**WORK TO BE COMPLETED:** Could you filter the records below down to the lines that include the word "drain"?

==== GIVEN DATA

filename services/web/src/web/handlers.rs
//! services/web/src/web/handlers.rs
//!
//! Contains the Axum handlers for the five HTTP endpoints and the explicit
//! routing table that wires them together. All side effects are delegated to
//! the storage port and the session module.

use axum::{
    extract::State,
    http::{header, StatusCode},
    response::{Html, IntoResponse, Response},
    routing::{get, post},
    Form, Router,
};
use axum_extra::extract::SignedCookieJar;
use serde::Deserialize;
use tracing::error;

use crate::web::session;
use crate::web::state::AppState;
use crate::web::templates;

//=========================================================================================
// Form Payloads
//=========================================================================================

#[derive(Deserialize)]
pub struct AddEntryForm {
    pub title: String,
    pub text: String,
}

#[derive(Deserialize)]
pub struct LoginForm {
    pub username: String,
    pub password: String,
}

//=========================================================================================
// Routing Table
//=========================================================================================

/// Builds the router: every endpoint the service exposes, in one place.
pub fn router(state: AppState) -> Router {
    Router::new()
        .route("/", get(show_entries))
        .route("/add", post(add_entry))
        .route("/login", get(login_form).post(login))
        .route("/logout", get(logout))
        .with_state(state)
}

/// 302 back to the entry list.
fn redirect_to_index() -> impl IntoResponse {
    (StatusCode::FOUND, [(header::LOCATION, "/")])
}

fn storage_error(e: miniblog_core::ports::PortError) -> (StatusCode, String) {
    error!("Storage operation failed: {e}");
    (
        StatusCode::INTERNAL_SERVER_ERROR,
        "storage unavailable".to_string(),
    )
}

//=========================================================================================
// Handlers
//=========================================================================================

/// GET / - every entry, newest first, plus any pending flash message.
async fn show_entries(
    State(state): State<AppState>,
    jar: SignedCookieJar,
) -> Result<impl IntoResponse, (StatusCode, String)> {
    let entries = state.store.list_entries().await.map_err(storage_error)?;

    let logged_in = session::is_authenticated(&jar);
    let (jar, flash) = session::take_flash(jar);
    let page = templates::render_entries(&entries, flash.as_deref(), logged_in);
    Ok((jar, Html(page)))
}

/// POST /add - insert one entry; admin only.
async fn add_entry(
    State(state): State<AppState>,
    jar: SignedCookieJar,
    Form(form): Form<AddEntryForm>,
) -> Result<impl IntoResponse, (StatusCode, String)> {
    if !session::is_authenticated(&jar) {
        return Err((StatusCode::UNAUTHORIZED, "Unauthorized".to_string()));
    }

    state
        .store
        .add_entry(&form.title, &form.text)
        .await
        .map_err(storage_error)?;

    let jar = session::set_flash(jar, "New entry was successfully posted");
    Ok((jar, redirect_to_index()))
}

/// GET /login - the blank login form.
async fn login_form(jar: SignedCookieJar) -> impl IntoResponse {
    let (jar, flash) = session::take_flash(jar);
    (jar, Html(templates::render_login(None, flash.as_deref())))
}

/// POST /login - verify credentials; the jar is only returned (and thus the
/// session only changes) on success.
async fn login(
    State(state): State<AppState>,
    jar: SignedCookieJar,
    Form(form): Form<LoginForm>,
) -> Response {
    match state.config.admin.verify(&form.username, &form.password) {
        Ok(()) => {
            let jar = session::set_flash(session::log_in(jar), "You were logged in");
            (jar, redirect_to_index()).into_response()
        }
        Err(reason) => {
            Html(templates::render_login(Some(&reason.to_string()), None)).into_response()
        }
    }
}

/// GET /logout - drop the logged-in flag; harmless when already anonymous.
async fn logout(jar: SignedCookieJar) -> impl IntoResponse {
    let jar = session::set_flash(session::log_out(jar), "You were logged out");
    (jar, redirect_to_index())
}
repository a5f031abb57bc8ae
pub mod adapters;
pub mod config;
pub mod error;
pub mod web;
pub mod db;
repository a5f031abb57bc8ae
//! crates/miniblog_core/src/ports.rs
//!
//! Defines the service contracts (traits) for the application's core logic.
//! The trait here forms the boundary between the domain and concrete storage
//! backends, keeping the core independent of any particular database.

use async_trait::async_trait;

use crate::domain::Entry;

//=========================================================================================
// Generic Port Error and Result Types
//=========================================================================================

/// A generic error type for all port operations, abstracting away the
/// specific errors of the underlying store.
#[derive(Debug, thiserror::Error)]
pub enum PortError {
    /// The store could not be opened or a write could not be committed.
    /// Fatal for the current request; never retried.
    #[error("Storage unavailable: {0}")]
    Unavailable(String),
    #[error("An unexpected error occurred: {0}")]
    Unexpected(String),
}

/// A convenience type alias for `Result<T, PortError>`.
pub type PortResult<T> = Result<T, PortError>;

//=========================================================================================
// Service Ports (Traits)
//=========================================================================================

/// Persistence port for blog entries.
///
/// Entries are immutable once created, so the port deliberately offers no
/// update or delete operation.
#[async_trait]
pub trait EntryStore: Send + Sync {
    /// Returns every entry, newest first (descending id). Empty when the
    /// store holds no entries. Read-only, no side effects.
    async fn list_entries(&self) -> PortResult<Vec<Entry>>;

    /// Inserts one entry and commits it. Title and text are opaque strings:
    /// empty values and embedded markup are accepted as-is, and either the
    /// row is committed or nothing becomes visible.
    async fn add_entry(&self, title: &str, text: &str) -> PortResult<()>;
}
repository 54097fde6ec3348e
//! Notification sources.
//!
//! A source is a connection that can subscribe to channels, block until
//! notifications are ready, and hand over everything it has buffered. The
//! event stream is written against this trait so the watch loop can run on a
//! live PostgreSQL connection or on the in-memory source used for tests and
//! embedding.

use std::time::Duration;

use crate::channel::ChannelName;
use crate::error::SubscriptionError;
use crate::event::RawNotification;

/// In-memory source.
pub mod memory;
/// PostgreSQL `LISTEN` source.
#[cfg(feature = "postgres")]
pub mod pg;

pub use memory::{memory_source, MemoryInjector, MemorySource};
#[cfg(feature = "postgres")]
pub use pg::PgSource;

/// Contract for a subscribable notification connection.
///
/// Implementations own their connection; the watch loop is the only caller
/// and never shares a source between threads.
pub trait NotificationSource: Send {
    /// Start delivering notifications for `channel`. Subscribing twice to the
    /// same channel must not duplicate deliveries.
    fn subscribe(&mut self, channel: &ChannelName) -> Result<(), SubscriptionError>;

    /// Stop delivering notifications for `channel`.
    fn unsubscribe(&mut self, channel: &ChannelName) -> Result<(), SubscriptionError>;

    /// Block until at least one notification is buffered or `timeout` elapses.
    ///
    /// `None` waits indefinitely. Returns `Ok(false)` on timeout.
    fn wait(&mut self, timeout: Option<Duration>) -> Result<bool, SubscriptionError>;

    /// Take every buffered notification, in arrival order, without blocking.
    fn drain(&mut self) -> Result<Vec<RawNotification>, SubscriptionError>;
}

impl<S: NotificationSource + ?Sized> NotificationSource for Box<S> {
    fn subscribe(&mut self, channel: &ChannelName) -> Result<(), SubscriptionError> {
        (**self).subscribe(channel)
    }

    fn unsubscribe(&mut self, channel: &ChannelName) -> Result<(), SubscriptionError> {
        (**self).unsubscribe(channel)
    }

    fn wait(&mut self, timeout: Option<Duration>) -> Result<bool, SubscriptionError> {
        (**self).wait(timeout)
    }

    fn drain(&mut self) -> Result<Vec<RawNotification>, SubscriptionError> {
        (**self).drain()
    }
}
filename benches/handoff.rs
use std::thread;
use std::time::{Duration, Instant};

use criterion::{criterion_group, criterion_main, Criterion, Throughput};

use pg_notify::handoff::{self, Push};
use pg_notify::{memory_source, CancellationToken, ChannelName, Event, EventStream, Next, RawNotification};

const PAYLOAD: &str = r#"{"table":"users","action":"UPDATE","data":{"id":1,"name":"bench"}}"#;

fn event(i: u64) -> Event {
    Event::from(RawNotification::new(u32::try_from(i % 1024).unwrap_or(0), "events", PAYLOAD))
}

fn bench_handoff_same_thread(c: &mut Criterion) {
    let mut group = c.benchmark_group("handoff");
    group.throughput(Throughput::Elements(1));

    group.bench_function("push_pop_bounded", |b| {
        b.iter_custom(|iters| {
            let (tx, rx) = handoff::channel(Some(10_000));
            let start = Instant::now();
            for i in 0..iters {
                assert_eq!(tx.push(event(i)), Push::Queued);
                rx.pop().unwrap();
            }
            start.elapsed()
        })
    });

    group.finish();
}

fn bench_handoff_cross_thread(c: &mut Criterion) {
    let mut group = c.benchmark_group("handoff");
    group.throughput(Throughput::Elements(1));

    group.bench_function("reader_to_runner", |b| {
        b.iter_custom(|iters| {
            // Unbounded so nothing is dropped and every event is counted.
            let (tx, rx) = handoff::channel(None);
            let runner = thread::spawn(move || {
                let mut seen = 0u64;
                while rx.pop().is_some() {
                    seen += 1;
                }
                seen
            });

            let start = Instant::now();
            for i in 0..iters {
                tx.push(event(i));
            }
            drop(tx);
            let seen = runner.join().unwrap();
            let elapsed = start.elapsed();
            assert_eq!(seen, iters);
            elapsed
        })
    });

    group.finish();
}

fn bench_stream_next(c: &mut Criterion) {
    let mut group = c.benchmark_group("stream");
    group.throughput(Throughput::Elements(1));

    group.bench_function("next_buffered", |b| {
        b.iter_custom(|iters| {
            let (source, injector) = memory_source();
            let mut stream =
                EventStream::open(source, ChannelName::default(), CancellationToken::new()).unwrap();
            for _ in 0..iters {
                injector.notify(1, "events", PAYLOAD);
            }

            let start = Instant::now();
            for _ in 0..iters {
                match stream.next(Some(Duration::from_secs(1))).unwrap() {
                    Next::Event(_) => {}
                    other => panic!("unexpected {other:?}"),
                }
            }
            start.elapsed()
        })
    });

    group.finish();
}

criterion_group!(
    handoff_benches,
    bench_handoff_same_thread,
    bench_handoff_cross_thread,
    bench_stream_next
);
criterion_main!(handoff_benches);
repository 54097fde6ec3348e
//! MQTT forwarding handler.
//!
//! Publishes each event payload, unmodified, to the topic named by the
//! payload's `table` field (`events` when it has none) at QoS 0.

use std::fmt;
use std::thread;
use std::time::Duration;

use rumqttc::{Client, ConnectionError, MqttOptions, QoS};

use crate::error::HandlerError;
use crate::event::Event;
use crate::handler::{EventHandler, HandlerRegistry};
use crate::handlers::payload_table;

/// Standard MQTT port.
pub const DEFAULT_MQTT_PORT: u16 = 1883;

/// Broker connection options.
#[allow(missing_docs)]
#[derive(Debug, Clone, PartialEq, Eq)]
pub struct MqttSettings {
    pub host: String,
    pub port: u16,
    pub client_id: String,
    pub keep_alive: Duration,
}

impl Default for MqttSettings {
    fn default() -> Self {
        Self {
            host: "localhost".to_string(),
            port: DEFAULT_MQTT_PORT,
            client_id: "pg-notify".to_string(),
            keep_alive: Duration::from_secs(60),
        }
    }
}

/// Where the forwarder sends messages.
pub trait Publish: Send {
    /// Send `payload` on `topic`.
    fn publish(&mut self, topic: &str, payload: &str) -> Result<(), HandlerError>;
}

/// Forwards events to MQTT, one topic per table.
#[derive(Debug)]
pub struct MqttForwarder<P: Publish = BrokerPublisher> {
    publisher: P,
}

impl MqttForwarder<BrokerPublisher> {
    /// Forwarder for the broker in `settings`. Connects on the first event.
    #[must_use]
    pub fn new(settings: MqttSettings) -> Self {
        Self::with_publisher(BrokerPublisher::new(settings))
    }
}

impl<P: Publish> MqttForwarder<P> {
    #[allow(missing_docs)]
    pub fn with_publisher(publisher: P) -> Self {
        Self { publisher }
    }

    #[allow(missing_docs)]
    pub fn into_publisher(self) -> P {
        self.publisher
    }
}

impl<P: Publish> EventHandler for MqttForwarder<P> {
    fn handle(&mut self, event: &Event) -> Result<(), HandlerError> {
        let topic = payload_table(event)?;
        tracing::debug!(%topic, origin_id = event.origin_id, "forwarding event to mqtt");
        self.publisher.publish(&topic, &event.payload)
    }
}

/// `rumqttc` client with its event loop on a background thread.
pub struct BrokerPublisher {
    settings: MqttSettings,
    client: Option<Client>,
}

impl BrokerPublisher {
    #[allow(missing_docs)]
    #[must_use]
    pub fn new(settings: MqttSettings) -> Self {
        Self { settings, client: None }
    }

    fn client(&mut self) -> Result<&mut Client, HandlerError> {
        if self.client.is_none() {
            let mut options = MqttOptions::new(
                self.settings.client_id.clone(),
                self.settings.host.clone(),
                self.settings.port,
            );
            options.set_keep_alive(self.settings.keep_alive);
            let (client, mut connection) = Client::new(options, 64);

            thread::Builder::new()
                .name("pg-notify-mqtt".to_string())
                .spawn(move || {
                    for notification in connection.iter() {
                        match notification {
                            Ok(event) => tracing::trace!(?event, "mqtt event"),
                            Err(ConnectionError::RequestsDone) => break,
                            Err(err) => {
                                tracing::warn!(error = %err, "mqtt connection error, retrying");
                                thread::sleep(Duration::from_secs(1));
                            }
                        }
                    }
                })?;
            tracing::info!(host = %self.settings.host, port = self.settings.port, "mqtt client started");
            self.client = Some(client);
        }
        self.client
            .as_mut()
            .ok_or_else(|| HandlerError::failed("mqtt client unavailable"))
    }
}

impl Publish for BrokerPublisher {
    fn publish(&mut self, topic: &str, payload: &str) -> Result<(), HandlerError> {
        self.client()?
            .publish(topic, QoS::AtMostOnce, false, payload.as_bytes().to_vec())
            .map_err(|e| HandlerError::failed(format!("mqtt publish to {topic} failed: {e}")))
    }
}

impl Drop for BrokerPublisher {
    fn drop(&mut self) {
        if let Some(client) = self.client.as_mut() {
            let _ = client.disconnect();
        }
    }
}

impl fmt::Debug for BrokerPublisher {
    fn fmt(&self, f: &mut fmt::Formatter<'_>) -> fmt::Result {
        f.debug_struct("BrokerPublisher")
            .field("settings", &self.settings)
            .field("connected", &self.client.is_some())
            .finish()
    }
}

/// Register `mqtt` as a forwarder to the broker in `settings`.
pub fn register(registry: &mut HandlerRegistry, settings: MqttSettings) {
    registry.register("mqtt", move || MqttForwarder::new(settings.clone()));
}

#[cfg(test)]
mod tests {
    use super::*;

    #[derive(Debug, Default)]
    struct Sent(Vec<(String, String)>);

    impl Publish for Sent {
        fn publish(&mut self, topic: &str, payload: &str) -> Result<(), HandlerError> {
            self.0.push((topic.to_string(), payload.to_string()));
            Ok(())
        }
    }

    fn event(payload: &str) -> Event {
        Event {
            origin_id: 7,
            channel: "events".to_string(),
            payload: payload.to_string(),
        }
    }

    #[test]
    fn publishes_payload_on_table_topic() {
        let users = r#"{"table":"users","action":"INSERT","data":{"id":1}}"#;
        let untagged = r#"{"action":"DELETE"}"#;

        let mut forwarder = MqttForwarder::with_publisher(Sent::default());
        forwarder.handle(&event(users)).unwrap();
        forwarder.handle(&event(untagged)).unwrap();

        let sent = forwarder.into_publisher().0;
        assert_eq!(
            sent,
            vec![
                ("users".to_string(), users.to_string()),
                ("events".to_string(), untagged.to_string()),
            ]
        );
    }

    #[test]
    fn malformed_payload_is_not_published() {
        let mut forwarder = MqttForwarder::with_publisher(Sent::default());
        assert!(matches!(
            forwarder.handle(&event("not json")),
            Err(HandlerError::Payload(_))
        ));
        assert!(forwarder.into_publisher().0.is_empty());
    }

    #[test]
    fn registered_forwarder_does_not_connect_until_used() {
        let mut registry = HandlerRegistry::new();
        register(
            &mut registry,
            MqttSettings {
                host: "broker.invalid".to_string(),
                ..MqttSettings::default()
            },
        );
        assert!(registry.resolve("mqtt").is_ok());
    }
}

========

**THE ANSWER:**
    fn drain(&mut self) -> Result<Vec<RawNotification>, SubscriptionError>;
    fn drain(&mut self) -> Result<Vec<RawNotification>, SubscriptionError> {
        (**self).drain()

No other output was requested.